◆ **Task to complete**:
Look through the listing for the word "filename". Copy each line that has it.

•••

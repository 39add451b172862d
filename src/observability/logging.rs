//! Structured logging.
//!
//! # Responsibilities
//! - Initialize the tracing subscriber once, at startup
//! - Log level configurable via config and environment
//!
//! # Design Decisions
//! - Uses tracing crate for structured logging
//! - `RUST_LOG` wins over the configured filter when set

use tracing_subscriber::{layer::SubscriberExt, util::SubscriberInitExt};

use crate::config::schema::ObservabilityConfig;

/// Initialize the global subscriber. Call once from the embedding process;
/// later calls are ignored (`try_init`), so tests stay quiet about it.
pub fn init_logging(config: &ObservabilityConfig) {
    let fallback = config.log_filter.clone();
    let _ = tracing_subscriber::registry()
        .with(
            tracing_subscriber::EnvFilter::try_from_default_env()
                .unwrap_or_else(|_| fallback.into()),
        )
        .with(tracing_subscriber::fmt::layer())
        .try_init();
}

•••

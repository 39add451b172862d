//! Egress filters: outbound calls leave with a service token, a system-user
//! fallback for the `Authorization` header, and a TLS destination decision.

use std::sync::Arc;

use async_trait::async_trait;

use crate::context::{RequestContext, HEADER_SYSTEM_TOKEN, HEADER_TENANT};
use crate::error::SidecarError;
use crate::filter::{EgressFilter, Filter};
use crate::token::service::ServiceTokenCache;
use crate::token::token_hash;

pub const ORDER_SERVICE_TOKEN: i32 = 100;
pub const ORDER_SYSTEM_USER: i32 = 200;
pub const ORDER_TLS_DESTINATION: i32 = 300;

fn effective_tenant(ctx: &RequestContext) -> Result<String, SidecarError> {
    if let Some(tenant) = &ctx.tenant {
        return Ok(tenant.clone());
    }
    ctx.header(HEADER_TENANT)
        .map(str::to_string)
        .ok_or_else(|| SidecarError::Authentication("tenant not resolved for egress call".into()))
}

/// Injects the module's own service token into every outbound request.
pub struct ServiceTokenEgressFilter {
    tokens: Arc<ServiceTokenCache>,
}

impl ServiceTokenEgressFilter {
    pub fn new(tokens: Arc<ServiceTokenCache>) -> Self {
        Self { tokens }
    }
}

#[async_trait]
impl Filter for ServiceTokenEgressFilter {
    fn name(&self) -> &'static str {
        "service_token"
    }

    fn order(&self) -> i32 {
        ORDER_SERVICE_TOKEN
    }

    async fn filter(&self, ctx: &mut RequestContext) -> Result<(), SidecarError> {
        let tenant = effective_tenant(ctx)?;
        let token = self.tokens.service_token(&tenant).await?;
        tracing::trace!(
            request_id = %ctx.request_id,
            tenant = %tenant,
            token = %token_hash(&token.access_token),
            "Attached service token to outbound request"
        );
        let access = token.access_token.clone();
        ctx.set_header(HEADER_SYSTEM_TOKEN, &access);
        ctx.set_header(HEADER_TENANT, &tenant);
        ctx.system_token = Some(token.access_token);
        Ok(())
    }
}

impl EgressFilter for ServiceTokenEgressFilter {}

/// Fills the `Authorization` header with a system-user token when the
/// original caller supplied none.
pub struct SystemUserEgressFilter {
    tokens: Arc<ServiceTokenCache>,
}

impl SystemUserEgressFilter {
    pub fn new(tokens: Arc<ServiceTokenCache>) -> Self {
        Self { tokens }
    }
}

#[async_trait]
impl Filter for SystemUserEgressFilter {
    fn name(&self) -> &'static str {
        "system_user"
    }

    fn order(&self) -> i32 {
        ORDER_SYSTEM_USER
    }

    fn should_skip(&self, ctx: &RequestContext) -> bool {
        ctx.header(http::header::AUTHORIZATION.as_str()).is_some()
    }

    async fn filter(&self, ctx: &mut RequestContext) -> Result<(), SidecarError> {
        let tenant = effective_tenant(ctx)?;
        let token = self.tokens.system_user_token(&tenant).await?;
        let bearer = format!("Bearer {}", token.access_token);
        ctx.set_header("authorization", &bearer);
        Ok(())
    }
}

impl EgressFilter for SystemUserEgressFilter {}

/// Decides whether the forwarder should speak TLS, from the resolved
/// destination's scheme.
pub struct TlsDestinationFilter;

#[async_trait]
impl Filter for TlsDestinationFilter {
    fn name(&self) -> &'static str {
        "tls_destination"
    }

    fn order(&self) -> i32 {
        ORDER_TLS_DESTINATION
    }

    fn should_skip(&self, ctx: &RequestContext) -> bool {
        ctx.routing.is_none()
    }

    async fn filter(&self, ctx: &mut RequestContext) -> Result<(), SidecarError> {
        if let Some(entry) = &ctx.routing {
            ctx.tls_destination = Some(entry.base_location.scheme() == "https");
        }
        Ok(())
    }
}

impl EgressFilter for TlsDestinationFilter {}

•••

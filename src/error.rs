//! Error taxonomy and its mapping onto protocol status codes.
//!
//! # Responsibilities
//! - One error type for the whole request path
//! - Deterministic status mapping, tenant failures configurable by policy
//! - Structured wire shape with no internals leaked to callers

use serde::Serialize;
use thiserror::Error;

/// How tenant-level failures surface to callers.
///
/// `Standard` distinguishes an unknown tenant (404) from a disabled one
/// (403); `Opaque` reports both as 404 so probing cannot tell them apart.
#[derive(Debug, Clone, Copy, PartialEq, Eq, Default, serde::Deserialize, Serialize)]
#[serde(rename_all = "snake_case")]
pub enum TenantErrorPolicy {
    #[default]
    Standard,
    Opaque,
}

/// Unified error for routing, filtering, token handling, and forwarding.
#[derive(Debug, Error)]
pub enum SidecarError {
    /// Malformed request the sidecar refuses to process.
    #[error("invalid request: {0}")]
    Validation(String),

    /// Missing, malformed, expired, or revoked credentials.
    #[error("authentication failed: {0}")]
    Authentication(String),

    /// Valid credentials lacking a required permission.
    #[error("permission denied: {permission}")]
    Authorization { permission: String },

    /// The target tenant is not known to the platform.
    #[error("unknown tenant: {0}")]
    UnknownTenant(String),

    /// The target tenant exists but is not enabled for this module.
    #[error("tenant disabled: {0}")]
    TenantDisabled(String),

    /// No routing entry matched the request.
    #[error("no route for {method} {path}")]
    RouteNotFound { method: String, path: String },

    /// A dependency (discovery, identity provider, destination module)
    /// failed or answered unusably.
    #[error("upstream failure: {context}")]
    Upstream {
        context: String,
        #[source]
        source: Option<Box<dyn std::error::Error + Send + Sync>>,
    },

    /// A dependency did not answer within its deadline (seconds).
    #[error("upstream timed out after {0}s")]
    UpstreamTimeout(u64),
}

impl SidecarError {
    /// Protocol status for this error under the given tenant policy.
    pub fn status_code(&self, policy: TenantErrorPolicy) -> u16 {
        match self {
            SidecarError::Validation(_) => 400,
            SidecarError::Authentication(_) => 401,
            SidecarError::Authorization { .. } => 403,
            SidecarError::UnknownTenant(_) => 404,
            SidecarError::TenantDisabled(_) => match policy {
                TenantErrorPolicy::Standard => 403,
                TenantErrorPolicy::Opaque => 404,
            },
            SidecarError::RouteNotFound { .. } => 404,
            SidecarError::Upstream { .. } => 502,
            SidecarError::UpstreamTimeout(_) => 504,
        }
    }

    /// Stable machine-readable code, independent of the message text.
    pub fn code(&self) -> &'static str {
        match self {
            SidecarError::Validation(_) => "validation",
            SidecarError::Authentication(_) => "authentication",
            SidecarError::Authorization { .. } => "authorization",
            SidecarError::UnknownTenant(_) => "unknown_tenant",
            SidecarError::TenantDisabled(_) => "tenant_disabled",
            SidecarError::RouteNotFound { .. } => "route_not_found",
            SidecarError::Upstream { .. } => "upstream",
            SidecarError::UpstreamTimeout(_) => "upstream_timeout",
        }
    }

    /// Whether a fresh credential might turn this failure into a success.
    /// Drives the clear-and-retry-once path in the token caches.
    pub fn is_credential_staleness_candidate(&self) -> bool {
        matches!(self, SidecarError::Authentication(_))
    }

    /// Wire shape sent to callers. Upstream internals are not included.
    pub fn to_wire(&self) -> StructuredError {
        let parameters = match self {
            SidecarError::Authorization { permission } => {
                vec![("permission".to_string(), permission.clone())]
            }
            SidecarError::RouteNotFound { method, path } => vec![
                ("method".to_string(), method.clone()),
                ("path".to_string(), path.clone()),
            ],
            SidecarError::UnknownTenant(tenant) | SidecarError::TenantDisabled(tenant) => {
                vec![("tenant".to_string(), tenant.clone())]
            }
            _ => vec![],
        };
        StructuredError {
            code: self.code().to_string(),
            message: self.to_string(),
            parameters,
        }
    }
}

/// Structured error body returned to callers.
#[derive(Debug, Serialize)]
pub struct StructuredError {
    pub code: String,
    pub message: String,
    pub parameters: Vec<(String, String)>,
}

•••

◆ **Solution below**:
filename src/observability/logging.rs
filename src/error.rs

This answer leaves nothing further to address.